What to produce:
Print exactly those lines that run from the beginning of the data to the line bearing "for cached payloads", inclusive.

[Collected data entries]
○ ○ ○

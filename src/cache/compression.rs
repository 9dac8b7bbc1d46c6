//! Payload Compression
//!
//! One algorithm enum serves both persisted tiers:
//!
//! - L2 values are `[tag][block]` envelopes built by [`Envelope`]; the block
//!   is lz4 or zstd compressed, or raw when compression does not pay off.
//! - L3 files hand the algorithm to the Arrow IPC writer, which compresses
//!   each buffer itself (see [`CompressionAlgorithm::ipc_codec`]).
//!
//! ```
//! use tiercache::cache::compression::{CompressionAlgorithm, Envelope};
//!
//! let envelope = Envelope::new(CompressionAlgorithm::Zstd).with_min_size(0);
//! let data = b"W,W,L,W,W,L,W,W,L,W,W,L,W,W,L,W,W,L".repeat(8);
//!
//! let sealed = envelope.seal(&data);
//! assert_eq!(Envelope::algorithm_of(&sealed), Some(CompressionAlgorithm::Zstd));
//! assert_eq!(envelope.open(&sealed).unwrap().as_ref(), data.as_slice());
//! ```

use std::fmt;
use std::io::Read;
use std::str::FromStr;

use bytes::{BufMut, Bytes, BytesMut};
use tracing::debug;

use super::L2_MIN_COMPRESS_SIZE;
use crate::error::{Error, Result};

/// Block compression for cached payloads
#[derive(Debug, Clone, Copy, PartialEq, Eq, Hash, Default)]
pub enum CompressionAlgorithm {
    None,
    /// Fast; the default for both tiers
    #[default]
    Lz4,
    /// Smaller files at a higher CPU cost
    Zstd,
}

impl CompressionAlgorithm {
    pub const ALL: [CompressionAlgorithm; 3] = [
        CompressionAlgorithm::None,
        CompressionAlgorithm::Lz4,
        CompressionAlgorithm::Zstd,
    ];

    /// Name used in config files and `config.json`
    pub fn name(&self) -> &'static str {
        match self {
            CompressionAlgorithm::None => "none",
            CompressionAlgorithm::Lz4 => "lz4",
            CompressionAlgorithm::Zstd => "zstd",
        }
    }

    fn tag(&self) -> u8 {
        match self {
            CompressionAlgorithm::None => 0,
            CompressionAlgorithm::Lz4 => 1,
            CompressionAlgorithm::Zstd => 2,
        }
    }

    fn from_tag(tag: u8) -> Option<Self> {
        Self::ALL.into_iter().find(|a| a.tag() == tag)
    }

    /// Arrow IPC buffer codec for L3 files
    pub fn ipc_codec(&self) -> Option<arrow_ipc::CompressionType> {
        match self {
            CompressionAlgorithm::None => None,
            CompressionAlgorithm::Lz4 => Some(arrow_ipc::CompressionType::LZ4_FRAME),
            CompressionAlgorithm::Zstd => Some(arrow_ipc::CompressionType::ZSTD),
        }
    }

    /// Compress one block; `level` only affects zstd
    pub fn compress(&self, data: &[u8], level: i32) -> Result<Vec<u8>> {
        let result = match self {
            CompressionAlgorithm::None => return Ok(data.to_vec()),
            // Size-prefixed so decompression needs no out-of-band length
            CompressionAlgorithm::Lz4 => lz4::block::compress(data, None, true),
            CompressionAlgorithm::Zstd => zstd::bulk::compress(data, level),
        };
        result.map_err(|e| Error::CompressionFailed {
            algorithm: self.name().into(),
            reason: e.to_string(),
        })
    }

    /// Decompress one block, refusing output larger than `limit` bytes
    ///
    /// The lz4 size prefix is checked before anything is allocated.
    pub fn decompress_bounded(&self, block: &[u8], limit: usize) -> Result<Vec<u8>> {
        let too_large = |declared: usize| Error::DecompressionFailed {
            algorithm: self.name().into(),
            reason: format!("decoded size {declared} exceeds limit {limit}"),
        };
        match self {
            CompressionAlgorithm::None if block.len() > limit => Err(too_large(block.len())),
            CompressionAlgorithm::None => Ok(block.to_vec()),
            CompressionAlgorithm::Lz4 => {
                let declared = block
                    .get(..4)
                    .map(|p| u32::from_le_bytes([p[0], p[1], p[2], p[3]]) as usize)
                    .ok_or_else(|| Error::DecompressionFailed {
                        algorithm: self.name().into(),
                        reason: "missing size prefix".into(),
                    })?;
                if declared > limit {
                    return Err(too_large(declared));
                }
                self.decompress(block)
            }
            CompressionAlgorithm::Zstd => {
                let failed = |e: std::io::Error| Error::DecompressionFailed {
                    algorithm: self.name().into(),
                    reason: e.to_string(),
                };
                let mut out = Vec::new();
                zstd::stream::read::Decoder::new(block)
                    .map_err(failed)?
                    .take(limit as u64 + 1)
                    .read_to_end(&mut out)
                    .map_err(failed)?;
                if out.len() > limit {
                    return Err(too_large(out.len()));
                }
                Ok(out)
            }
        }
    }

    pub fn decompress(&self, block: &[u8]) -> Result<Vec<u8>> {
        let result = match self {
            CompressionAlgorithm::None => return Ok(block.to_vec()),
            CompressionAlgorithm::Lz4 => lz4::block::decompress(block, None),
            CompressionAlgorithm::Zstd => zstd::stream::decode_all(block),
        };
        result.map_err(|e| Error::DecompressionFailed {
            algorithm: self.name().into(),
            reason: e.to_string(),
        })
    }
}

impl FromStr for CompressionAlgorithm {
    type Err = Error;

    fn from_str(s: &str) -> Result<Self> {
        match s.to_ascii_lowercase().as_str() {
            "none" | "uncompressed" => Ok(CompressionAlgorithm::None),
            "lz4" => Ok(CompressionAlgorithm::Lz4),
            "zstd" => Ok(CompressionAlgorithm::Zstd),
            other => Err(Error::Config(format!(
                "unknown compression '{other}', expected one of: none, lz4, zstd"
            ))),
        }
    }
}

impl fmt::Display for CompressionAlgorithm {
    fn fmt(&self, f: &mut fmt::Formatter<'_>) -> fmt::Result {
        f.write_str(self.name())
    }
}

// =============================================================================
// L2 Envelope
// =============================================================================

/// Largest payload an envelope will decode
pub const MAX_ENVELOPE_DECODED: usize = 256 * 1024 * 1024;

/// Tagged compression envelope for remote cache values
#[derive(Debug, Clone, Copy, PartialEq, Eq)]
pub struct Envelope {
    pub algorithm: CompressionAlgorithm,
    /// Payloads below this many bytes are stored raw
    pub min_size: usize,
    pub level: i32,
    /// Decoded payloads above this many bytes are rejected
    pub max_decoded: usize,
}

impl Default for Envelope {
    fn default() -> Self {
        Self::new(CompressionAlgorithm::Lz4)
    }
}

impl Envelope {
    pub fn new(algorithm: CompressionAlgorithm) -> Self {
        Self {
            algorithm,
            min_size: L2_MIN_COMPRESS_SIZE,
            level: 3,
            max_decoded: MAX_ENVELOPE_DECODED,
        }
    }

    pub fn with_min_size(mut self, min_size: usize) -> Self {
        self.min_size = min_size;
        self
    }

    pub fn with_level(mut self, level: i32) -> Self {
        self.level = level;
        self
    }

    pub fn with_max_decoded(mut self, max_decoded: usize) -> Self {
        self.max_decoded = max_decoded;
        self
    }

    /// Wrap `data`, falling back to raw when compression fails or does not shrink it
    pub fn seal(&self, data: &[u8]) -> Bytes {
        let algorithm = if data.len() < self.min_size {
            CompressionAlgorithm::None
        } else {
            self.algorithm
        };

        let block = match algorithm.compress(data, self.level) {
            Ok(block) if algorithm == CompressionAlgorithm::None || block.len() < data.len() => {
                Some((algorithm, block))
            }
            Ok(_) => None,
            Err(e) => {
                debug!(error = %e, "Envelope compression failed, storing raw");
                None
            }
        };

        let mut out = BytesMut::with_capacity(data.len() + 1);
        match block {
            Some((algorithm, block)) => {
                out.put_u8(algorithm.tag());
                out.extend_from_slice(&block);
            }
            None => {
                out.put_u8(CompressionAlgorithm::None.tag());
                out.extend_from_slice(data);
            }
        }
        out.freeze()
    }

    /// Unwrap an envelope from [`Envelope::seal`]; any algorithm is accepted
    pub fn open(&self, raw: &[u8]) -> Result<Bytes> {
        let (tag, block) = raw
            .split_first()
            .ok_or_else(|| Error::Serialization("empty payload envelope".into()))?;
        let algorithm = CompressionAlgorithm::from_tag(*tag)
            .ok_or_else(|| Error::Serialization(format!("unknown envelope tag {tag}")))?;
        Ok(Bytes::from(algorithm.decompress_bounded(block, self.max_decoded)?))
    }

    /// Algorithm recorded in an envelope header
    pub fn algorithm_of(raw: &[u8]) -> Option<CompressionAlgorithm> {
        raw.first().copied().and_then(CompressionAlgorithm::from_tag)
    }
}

○ ○ ○

Finished task:
filename src/cache/compression.rs
repository 9dac8b7bbc1d46c6
//! Payload Compression
//!
//! One algorithm enum serves both persisted tiers:
//!
//! - L2 values are `[tag][block]` envelopes built by [`Envelope`]; the block
//!   is lz4 or zstd compressed, or raw when compression does not pay off.
//! - L3 files hand the algorithm to the Arrow IPC writer, which compresses
//!   each buffer itself (see [`CompressionAlgorithm::ipc_codec`]).
//!
//! ```
//! use tiercache::cache::compression::{CompressionAlgorithm, Envelope};
//!
//! let envelope = Envelope::new(CompressionAlgorithm::Zstd).with_min_size(0);
//! let data = b"W,W,L,W,W,L,W,W,L,W,W,L,W,W,L,W,W,L".repeat(8);
//!
//! let sealed = envelope.seal(&data);
//! assert_eq!(Envelope::algorithm_of(&sealed), Some(CompressionAlgorithm::Zstd));
//! assert_eq!(envelope.open(&sealed).unwrap().as_ref(), data.as_slice());
//! ```

use std::fmt;
use std::io::Read;
use std::str::FromStr;

use bytes::{BufMut, Bytes, BytesMut};
use tracing::debug;

use super::L2_MIN_COMPRESS_SIZE;
use crate::error::{Error, Result};

/// Block compression for cached payloads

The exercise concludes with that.